Done, I'll let you know what response I get.

Prices are starting to come down, there will be a glut of cheap horses soon and rescues will be full to bursting when all the lockdown buyers get hit with the reality of keeping a horse, especialy through the winter. It's already started with cats and dogs.

Have you tried rescues? They might have just what you need.

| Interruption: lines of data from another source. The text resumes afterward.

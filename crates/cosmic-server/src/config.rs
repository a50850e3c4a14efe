//! Configuration management

use serde::{Deserialize, Serialize};

// ============================================================================
// Server Configuration Constants
// ============================================================================

/// Default server host binding.
pub const DEFAULT_SERVER_HOST: &str = "127.0.0.1";

/// Default server port.
pub const DEFAULT_SERVER_PORT: u16 = 5555;

/// Default database URL: a SQLite file next to the working directory.
pub const DEFAULT_DATABASE_URL: &str = "sqlite://app.db";

/// Default maximum database connections in the pool.
pub const DEFAULT_DATABASE_MAX_CONNECTIONS: u32 = 5;

/// Default minimum database connections in the pool.
pub const DEFAULT_DATABASE_MIN_CONNECTIONS: u32 = 1;

/// Default database connection timeout in seconds.
pub const DEFAULT_DATABASE_CONNECT_TIMEOUT_SECS: u64 = 10;

/// Default database idle timeout in seconds (10 minutes).
pub const DEFAULT_DATABASE_IDLE_TIMEOUT_SECS: u64 = 600;

/// Default CORS allowed origin: any.
pub const DEFAULT_CORS_ALLOWED_ORIGIN: &str = "*";

/// Server configuration
#[derive(Debug, Clone, Serialize, Deserialize)]
pub struct Config {
    pub server: ServerConfig,
    pub database: DatabaseConfig,
    pub cors: CorsConfig,
}

/// Server-specific configuration
#[derive(Debug, Clone, Serialize, Deserialize)]
pub struct ServerConfig {
    pub host: String,
    pub port: u16,
}

/// Database configuration
#[derive(Debug, Clone, Serialize, Deserialize)]
pub struct DatabaseConfig {
    pub url: String,
    pub max_connections: u32,
    pub min_connections: u32,
    pub connect_timeout_secs: u64,
    pub idle_timeout_secs: u64,
}

/// CORS configuration
#[derive(Debug, Clone, Serialize, Deserialize)]
pub struct CorsConfig {
    pub allowed_origins: Vec<String>,
    pub allow_credentials: bool,
}

impl CorsConfig {
    /// True when every origin is accepted (`*` or nothing configured)
    pub fn allows_any_origin(&self) -> bool {
        self.allowed_origins.is_empty() || self.allowed_origins.iter().any(|o| o == "*")
    }
}

impl Config {
    /// Load configuration from an optional `.env` file, the environment and defaults
    pub fn load() -> anyhow::Result<Self> {
        dotenvy::dotenv().ok();

        let config = Config {
            server: ServerConfig {
                host: std::env::var("COSMIC_HOST")
                    .unwrap_or_else(|_| DEFAULT_SERVER_HOST.to_string()),
                port: env_or("COSMIC_PORT", DEFAULT_SERVER_PORT),
            },
            database: DatabaseConfig {
                url: std::env::var("DATABASE_URL")
                    .unwrap_or_else(|_| DEFAULT_DATABASE_URL.to_string()),
                max_connections: env_or(
                    "DATABASE_MAX_CONNECTIONS",
                    DEFAULT_DATABASE_MAX_CONNECTIONS,
                ),
                min_connections: env_or(
                    "DATABASE_MIN_CONNECTIONS",
                    DEFAULT_DATABASE_MIN_CONNECTIONS,
                ),
                connect_timeout_secs: env_or(
                    "DATABASE_CONNECT_TIMEOUT",
                    DEFAULT_DATABASE_CONNECT_TIMEOUT_SECS,
                ),
                idle_timeout_secs: env_or(
                    "DATABASE_IDLE_TIMEOUT",
                    DEFAULT_DATABASE_IDLE_TIMEOUT_SECS,
                ),
            },
            cors: CorsConfig {
                allowed_origins: std::env::var("CORS_ALLOWED_ORIGINS")
                    .unwrap_or_else(|_| DEFAULT_CORS_ALLOWED_ORIGIN.to_string())
                    .split(',')
                    .map(|s| s.trim().to_string())
                    .filter(|s| !s.is_empty())
                    .collect(),
                allow_credentials: env_or("CORS_ALLOW_CREDENTIALS", false),
            },
        };

        config.validate()?;

        Ok(config)
    }

    /// Validate configuration
    pub fn validate(&self) -> anyhow::Result<()> {
        if self.server.port == 0 {
            anyhow::bail!("Server port must be greater than 0");
        }

        if self.database.url.is_empty() {
            anyhow::bail!("Database URL cannot be empty");
        }

        if self.database.max_connections == 0 {
            anyhow::bail!("Database max_connections must be greater than 0");
        }

        if self.database.min_connections > self.database.max_connections {
            anyhow::bail!(
                "Database min_connections ({}) cannot be greater than max_connections ({})",
                self.database.min_connections,
                self.database.max_connections
            );
        }

        if self.cors.allow_credentials && self.cors.allows_any_origin() {
            tracing::warn!("CORS credentials are ignored while all origins are allowed");
        }

        Ok(())
    }
}

impl Default for Config {
    fn default() -> Self {
        Self {
            server: ServerConfig {
                host: DEFAULT_SERVER_HOST.to_string(),
                port: DEFAULT_SERVER_PORT,
            },
            database: DatabaseConfig {
                url: DEFAULT_DATABASE_URL.to_string(),
                max_connections: DEFAULT_DATABASE_MAX_CONNECTIONS,
                min_connections: DEFAULT_DATABASE_MIN_CONNECTIONS,
                connect_timeout_secs: DEFAULT_DATABASE_CONNECT_TIMEOUT_SECS,
                idle_timeout_secs: DEFAULT_DATABASE_IDLE_TIMEOUT_SECS,
            },
            cors: CorsConfig {
                allowed_origins: vec![DEFAULT_CORS_ALLOWED_ORIGIN.to_string()],
                allow_credentials: false,
            },
        }
    }
}

/// Parse an environment variable, falling back to `default` when unset or invalid
fn env_or<T: std::str::FromStr>(key: &str, default: T) -> T {
    std::env::var(key)
        .ok()
        .and_then(|s| s.parse().ok())
        .unwrap_or(default)
}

These are in Lincolnshire . . .

 

PFGEN

GCM
When looking for a pony it depends very much on the area you live in. I know that round the Geneva area in Switzerland ponies and horses go for silly money. A case of people with too much of the stuff. They'll buy what we would describe as an average animal for the price of an expensive car; madness.

My own parish is basically horse country. Ponies and horses a plenty and unless you're looking for a top pedigree or a trained animal than prices are cheap. Shetland ponies are given away at competitions as prizes! They do make good companions for a lonely horse in the field. Their market value is around fifty euros.

I went to an auction with my horse friend and I suggested to her that we bid on a couple just to say we'd bid at the auction. Thankfully we didn't, some of the animals were going for the opening bid and they had good blood lines. We could easily have filled the trailer with new stock. Shop around a bit. Its possible to buy a good/sound animal for not much money.

I'd say there are two options on the pony front. First is buy a young one and train them yourself assuming child can ride. That way you know exactly what the pony has been through. Some people who make them, and horses, saddle sure should be taken out and shot. The second option is to buy an older pony from somebody who has grown and is moving up, say from a c-pony to a d-pony and needs to sell the first one.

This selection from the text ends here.